# Recorded information

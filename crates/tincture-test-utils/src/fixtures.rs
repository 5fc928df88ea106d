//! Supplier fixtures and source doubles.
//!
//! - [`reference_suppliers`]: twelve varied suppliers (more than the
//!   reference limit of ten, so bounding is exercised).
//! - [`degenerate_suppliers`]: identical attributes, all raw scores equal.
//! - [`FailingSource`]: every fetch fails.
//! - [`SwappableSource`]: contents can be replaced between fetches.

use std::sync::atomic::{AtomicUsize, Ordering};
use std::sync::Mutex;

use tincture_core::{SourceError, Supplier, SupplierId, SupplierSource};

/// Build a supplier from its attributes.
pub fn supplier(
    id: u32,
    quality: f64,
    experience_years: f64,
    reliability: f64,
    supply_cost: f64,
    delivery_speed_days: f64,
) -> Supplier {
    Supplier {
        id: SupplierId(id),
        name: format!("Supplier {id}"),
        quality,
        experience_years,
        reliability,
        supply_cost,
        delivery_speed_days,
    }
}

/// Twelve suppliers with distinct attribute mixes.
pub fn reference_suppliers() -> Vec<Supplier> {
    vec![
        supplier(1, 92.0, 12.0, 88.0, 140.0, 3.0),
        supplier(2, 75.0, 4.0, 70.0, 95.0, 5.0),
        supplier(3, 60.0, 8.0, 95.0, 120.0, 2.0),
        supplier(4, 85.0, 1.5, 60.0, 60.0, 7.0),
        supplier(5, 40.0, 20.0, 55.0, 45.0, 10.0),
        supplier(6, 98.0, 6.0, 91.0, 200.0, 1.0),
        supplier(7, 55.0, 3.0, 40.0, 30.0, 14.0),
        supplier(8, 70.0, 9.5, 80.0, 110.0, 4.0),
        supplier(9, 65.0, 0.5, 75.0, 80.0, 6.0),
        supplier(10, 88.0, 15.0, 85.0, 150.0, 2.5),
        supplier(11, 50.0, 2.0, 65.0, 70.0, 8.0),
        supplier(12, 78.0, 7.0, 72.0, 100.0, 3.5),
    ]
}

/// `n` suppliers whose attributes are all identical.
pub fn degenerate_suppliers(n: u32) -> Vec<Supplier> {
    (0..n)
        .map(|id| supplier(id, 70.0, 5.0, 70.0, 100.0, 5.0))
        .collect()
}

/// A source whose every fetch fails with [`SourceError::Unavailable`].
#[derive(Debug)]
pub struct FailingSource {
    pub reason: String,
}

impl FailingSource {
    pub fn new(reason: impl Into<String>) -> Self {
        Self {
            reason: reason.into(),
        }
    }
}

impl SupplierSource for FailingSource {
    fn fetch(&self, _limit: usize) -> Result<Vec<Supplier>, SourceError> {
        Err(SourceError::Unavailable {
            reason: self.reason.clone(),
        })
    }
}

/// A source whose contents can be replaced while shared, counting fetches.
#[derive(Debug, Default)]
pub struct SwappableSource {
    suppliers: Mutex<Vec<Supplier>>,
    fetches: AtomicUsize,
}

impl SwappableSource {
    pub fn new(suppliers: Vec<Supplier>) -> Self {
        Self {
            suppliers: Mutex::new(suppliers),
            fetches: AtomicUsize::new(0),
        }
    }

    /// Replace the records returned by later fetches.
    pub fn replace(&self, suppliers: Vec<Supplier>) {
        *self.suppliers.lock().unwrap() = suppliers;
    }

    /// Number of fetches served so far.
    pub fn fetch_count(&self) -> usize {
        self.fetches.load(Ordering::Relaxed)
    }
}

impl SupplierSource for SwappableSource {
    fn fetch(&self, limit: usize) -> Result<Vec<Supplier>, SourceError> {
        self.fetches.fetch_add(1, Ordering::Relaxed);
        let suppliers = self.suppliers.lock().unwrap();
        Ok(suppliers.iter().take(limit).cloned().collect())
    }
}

...

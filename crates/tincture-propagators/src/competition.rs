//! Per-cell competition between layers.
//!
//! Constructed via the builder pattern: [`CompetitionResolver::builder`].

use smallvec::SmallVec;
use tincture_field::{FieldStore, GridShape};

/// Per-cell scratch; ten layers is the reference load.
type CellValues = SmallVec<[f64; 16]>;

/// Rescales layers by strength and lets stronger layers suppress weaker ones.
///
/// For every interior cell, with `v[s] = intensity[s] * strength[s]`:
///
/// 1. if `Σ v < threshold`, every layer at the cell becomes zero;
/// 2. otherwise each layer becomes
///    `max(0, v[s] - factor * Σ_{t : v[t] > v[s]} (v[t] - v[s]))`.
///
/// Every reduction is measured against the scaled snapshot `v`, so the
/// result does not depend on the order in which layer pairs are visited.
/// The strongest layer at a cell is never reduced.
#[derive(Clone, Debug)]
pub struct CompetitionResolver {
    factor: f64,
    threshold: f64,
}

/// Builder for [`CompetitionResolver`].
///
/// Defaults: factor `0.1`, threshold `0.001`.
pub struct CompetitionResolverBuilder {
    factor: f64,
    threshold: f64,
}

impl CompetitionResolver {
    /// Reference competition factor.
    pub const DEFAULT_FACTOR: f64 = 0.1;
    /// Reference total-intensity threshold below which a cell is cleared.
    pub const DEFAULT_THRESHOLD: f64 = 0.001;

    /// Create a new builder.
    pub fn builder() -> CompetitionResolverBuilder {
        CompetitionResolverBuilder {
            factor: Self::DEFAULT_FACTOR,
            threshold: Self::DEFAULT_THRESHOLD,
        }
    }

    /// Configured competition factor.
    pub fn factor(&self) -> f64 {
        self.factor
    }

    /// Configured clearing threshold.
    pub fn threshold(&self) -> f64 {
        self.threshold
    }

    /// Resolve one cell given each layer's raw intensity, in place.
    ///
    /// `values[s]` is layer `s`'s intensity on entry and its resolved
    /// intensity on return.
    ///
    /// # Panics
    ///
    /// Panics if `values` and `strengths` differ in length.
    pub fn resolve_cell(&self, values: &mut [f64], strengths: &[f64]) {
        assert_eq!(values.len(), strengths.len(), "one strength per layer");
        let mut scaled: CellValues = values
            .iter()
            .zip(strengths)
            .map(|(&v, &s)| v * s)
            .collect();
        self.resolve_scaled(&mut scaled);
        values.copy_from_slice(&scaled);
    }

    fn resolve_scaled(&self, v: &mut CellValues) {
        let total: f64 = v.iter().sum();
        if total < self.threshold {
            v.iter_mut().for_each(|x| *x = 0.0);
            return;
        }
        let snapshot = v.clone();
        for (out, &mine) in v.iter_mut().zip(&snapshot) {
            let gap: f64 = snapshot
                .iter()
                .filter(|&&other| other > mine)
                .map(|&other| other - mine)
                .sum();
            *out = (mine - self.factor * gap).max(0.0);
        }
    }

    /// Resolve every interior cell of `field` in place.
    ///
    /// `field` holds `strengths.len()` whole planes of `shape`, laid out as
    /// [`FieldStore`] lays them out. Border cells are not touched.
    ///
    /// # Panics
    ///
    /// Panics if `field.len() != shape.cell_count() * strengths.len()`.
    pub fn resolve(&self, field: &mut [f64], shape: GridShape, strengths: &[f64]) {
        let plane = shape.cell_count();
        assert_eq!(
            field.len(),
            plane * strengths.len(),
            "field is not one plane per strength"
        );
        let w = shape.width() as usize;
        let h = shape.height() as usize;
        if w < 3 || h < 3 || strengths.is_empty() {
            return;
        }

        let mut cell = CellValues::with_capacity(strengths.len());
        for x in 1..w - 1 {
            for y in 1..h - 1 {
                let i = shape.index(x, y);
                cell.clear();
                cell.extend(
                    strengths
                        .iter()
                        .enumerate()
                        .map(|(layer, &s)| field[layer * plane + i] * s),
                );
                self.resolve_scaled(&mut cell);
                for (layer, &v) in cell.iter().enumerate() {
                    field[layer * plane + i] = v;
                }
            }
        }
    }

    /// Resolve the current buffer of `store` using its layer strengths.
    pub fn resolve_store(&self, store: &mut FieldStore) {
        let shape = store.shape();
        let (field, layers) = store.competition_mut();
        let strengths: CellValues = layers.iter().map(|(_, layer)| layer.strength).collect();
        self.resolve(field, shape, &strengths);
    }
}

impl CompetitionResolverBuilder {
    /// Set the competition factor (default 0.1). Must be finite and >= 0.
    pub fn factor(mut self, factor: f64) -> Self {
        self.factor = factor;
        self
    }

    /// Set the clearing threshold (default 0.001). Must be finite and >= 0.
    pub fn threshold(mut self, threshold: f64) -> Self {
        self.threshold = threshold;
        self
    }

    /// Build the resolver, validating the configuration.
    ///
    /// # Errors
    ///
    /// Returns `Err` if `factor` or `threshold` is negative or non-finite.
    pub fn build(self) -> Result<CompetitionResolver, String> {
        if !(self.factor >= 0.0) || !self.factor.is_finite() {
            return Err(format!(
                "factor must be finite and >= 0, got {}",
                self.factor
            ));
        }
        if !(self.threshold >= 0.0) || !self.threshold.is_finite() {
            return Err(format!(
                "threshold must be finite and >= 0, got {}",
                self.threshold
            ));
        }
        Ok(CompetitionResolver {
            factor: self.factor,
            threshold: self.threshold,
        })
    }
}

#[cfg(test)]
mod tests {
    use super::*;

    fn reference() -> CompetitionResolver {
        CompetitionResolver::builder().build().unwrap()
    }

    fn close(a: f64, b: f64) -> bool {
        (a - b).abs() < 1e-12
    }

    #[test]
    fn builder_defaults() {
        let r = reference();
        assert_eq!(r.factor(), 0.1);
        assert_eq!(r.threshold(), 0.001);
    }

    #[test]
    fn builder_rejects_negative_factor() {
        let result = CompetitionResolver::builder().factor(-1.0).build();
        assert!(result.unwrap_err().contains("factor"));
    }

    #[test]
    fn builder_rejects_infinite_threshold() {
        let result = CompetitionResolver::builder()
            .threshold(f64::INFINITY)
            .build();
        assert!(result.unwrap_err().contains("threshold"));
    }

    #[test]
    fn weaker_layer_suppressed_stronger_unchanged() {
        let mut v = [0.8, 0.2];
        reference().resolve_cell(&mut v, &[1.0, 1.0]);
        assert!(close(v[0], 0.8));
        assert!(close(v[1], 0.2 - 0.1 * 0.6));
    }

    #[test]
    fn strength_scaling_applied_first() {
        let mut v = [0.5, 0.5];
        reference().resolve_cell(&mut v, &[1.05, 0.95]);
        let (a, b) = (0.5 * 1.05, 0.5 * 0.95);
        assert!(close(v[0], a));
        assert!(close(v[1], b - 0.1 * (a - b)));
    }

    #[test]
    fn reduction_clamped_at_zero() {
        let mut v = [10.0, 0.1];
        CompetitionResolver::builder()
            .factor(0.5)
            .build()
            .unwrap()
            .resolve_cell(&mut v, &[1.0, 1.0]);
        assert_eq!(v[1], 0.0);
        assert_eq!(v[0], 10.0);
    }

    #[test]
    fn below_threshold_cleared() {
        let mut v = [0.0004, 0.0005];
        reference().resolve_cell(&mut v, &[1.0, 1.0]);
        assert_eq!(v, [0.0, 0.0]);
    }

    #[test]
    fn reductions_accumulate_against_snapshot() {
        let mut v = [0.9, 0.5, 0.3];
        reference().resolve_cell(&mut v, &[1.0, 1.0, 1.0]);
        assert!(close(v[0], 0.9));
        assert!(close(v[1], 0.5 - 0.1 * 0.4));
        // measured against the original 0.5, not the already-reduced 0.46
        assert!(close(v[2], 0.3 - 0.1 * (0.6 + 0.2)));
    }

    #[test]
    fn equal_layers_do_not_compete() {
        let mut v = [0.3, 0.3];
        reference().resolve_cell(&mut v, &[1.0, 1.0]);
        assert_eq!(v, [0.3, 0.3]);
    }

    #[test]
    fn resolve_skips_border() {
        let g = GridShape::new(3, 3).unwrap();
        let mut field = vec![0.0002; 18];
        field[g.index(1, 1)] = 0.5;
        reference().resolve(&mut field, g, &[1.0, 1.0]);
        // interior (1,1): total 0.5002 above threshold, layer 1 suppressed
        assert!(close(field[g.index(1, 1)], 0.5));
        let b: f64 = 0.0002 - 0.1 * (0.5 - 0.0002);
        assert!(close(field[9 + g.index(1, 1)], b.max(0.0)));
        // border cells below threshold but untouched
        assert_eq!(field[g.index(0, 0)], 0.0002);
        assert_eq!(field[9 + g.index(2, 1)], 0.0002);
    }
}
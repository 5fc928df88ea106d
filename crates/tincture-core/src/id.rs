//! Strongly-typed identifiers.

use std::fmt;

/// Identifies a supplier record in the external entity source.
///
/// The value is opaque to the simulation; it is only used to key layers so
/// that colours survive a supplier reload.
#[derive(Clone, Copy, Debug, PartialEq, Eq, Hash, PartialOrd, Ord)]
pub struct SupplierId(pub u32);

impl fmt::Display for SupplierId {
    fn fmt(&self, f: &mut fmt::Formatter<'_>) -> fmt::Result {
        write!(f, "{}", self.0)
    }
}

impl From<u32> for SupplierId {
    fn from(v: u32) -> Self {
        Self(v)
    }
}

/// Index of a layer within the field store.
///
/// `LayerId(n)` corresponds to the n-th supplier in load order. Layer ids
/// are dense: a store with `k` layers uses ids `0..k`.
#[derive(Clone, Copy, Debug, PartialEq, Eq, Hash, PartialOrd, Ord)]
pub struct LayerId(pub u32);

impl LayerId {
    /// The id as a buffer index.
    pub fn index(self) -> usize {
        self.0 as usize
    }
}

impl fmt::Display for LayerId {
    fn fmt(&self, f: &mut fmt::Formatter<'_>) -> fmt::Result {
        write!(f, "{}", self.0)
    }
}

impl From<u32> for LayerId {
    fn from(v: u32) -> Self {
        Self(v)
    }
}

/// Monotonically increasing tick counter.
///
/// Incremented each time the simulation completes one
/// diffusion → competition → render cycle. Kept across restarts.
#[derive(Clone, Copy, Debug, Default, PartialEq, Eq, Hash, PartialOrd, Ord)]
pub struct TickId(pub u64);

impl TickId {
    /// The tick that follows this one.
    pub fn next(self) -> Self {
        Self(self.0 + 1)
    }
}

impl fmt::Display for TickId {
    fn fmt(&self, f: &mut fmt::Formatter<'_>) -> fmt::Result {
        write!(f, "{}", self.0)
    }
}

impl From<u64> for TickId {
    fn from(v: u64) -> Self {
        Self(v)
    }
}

# Task requirements
For the listing above, print only the lines starting at the line containing "assert!(close(v[0], a));" and ending at the line containing "assert!(close(v[0], 0.9));", exactly, both included.

# Exercise result
        assert!(close(v[0], a));
        assert!(close(v[1], b - 0.1 * (a - b)));
    }

    #[test]
    fn reduction_clamped_at_zero() {
        let mut v = [10.0, 0.1];
        CompetitionResolver::builder()
            .factor(0.5)
            .build()
            .unwrap()
            .resolve_cell(&mut v, &[1.0, 1.0]);
        assert_eq!(v[1], 0.0);
        assert_eq!(v[0], 10.0);
    }

    #[test]
    fn below_threshold_cleared() {
        let mut v = [0.0004, 0.0005];
        reference().resolve_cell(&mut v, &[1.0, 1.0]);
        assert_eq!(v, [0.0, 0.0]);
    }

    #[test]
    fn reductions_accumulate_against_snapshot() {
        let mut v = [0.9, 0.5, 0.3];
        reference().resolve_cell(&mut v, &[1.0, 1.0, 1.0]);
        assert!(close(v[0], 0.9));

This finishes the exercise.